Domingo, 10 de Agosto de 2025
A pesquisadora Bárbara Flores Borum-Kren acredita que a união dos povos indígenas, simbolizada pelo encontro da águia e do condor, se manifesta na construção coletiva do bem viver, transcendendo fronteiras geográficas.
Bárbara busca, através de sua pesquisa, defender a reocupação de áreas degradadas pelos povos originários como a maneira mais eficaz de promover a recuperação ambiental e revitalizar práticas culturais, criando "socioecossistemas resilientes e prósperos".
Atualmente, Bárbara realiza pós-doutorado nos Estados Unidos, na Universidade do Colorado, investigando a situação de territórios dos povos Ute, Walatowa, Navajo, Lakota, Odibwe e Yurok em cinco estados norte-americanos.
"Eu estou buscando fazer uma troca de conhecimentos com povos indígenas, que estão passando por esse processo de restauração da memória biocultural ou que já passaram, e também me adentrando mais no movimento do land back (retomada da terra, em tradução livre), que aqui é bem forte, pelo reconhecimento dos Estados Unidos enquanto território indígena”, explica.
A pesquisa é financiada pelo Programa Beatriz Nascimento para Mulheres na Ciência do CNPQ e pelo Instituto Serrapilheira.
O trabalho de Bárbara Borum-Kren se baseia em dois conceitos principais: a memória biocultural e as cascatas socioecológicas.

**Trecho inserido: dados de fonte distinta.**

use addon_engine::{
    db_types::{Account, NewAccount, TokenGrant},
    traits::{TokenExchange, TokenExchangeError},
    AccountApi,
    SqliteDatabase,
};
use aog_common::Secret;
use mockall::mock;

use crate::data_objects::{OauthGrant, ProvisioningMetadata, ProvisioningRequest};

pub const TEST_SALT: &str = "test-shared-salt";
pub const TEST_HOMEPAGE: &str = "https://dashboard.example.com";

mock! {
    pub Exchange {}
    impl TokenExchange for Exchange {
        async fn exchange_auth_code(&self, code: &str) -> Result<TokenGrant, TokenExchangeError>;
        async fn refresh_token(&self, refresh_token: &str) -> Result<TokenGrant, TokenExchangeError>;
    }
}

pub fn salt() -> Secret<String> {
    Secret::new(TEST_SALT.to_string())
}

/// Every connection to an in-memory SQLite url gets its own database, so the pool is capped at one connection.
pub async fn new_db() -> SqliteDatabase {
    SqliteDatabase::new_with_url("sqlite::memory:", 1).await.expect("in-memory database should always open")
}

pub fn provisioning_request(resource_id: &str) -> ProvisioningRequest {
    ProvisioningRequest {
        app_slug: "orca-crm".to_string(),
        plan_slug: "starter".to_string(),
        resource_uuid: resource_id.to_string(),
        metadata: ProvisioningMetadata { language: "en".to_string(), email_preference: true },
        email: "relay-8810@marketplace.example.com".to_string(),
        team_id: "team-91c2".to_string(),
        oauth_grant: OauthGrant { code_type: "authorization_code".to_string(), code: "c0ffee".to_string(), expires_at: 0 },
    }
}

/// Seeds an account directly through the engine, bypassing the provisioning endpoint.
pub async fn seed_account(db: &SqliteDatabase, resource_id: &str) -> Account {
    let api = AccountApi::new(db.clone());
    let new_account = NewAccount {
        resource_id: resource_id.to_string(),
        team_id: "team-91c2".to_string(),
        email: "relay-8810@marketplace.example.com".to_string(),
        app_slug: "orca-crm".to_string(),
        plan_slug: "starter".to_string(),
        language: "en".to_string(),
        email_preference: true,
    };
    api.provision_account(&new_account).await.expect("account should provision")
}

pub fn token_grant(access: &str, refresh: &str) -> TokenGrant {
    TokenGrant {
        access_token: access.to_string(),
        refresh_token: refresh.to_string(),
        expires_in: 28_800,
        token_type: "bearer".to_string(),
    }
}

A memória biocultural é definida como a relação construída ao longo de gerações entre os povos e o território, criando um vínculo de parentesco que atrela as questões biológicas do território com as questões culturais.

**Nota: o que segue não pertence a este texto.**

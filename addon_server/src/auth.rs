//! # Session tokens
//!
//! A successful SSO login ends with a redirect to the vendor front-end. The user's proof of login is a short-lived
//! session token carried in the redirect URL, which the front-end presents back to the gateway on every call. The
//! tokens are HS256 JWTs keyed with the same salt the platform issued for SSO signing, so the front-end needs no
//! extra key material and the token can be verified offline.

use aog_common::Secret;
use chrono::{DateTime, Duration, Utc};
use jsonwebtoken::{decode, encode, errors::ErrorKind, Algorithm, DecodingKey, EncodingKey, Header, Validation};
use serde::{Deserialize, Serialize};
use thiserror::Error;

/// How long a session token stays valid after issuance. Long enough for the front-end to establish its own
/// session, short enough that a leaked redirect URL goes stale quickly.
pub const SESSION_TOKEN_VALIDITY: Duration = Duration::minutes(15);

#[derive(Debug, Clone, Error)]
pub enum AuthError {
    #[error("The session token is not in the correct format. {0}")]
    PoorlyFormattedToken(String),
    #[error("The session token signature could not be validated. {0}")]
    ValidationError(String),
    #[error("The session token has expired.")]
    TokenExpired,
}

#[derive(Debug, Clone, Serialize, Deserialize)]
pub struct SessionClaims {
    /// The resource id of the account the user logged in to.
    pub sub: String,
    pub iat: i64,
    pub exp: i64,
}

pub struct SessionTokenIssuer {
    encoding_key: EncodingKey,
    decoding_key: DecodingKey,
    validity: Duration,
}

impl SessionTokenIssuer {
    pub fn new(salt: &Secret<String>) -> Self {
        let encoding_key = EncodingKey::from_secret(salt.reveal().as_bytes());
        let decoding_key = DecodingKey::from_secret(salt.reveal().as_bytes());
        Self { encoding_key, decoding_key, validity: SESSION_TOKEN_VALIDITY }
    }

    /// Issues a session token for the given resource, valid from now.
    pub fn issue(&self, resource_id: &str) -> Result<String, AuthError> {
        self.issue_at(resource_id, Utc::now())
    }

    fn issue_at(&self, resource_id: &str, now: DateTime<Utc>) -> Result<String, AuthError> {
        let claims = SessionClaims {
            sub: resource_id.to_string(),
            iat: now.timestamp(),
            exp: (now + self.validity).timestamp(),
        };
        encode(&Header::new(Algorithm::HS256), &claims, &self.encoding_key)
            .map_err(|e| AuthError::ValidationError(e.to_string()))
    }

    /// Validates a session token and returns its claims. Expiry is checked with zero leeway; anything but a
    /// well-formed, correctly signed, unexpired HS256 token is rejected.
    pub fn validate(&self, token: &str) -> Result<SessionClaims, AuthError> {
        let mut validation = Validation::new(Algorithm::HS256);
        validation.leeway = 0;
        validation.set_required_spec_claims(&["exp"]);
        let data = decode::<SessionClaims>(token, &self.decoding_key, &validation).map_err(|e| match e.kind() {
            ErrorKind::ExpiredSignature => AuthError::TokenExpired,
            ErrorKind::InvalidSignature | ErrorKind::InvalidAlgorithm => AuthError::ValidationError(e.to_string()),
            _ => AuthError::PoorlyFormattedToken(e.to_string()),
        })?;
        Ok(data.claims)
    }
}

A pesquisadora defende que terras devastadas devem receber intervenções considerando a memória biocultural dos seus habitantes originários, o que provocaria as cascatas socioecológicas, processos em cadeia que levam tanto à recuperação ambiental quanto ao resgate da identidade desses povos.

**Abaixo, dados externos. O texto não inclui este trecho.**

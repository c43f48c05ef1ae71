//! # Database and transport contracts
//!
//! This module defines the interface contracts that backends of the add-on gateway engine must expose.
//!
//! * [`AccountManagement`] covers the account lifecycle driven by marketplace webhooks (provision, deprovision,
//!   plan changes, suspension state).
//! * [`ActivityManagement`] records platform notifications as an audit trail against accounts.
//! * [`TokenStore`] persists the per-resource OAuth access/refresh token records. The store is the single source of
//!   truth for token state; nothing in the engine caches tokens across requests.
//! * [`TokenExchange`] abstracts the platform token endpoint (code exchange and refresh), so the engine never
//!   carries an HTTP client of its own.

mod account_management;
mod activity_management;
mod token_exchange;
mod token_store;

pub use account_management::{AccountApiError, AccountManagement};
pub use activity_management::ActivityManagement;
pub use token_exchange::{TokenExchange, TokenExchangeError};
pub use token_store::{TokenStore, TokenStoreError};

“Por exemplo, fazer todo o levantamento das plantas que são culturalmente importantes para o nosso povo, onde elas estavam distribuídas dentro do território e em qual quantidade, assim como dos animais, também são culturalmente importantes. E a partir desse diagnóstico, a gente consegue ver onde precisa atuar e intervir”, defende.
Segundo Bárbara, experiências nos Estados Unidos podem inspirar o Brasil.
“No Colorado e na Califórnia, eles já fazem, por exemplo, projetos de restauração ecológica em parceria com os povos indígenas, utilizando os conhecimentos tradicionais para fazer a restauração de áreas degradadas. Também fazem gestão pública de parques naturais e áreas verdes em parceria com os povos indígenas que vivem no território”, esclarece.
No entanto, novas iniciativas enfrentam desafios devido a cortes de financiamento para pesquisas consideradas progressistas, como direitos indígenas e meio ambiente.
O objetivo principal de Bárbara é que o intercâmbio de conhecimento com os povos norte-americanos contribua com seu trabalho de retomada e recuperação do território Borum-Kren, em Ouro Preto, Minas Gerais.
Foi isso que motivou Bárbara a buscar o ensino superior, para conhecer a história de seus antepassados, marcada por massacres e dominação cultural. O povo Borum-Kren descende dos Botocudos, perseguidos e assassinados para a exploração do ouro.
Os sobreviventes sofreram diversas formas de assimilação cultural violenta.
“Os colonos que chegavam ganhavam o título da terra quando casavam com uma indígena, então isso desencadeou muitos sequestros de mulheres indígenas e muitos estupros. Houve também um comércio de crianças indígenas, para trabalhar nas carvoarias. Meu avô foi um trabalhador escravizado e o irmão dele foi uma dessas crianças sequestradas”, disse.
Sem acesso às terras e enfrentando a miséria, a família de Bárbara se mudou para Belo Horizonte. Ela questionava a história de seu povo, e o pai dizia que “todos já morreram”.
Hoje, ela sabe que os Borum-Kren resistiram à extinção e defende que a retomada das terras seria a melhor forma de restaurá-las após anos de exploração.
“Na medida que a gente restaura o território, a gente também restaura a cultura. Da mesma forma, quando a gente restaura a cultura, a gente também restaura o território”, defende.
Para Bárbara, o reconhecimento e a demarcação dos territórios usurpados são essenciais.
“Ele [reconhecimento dos territórios] garante que você possa fazer esse trabalho que leva à recuperação ambiental, porque a partir do momento que você tem garantida por lei o usufruto da terra pelo povo indígena, é que a gente pode desenvolver ações. E muitas vezes essas terras estão em uma área de amortecimento, na divisa com parques naturais. Então, com a demarcação, a gente acaba criando um corredor ecológico e ampliando essas áreas protegidas”.
Bárbara se articula com outros jovens Borum-Kren e integra o Movimento Plurinacional Wayrakuna, o primeiro grupo de pesquisa do Brasil composto por mulheres indígenas. Wayrakuna significa “filhas do vento”.
“É uma necessidade muito forte que a minha geração sentiu de mudar esses destinos de morte, que eram como uma predestinação. A gente quer mostrar que não é bem assim, que a gente pode fazer diferente, pode fazer algo efetivo em prol da ressurgência”, conclui.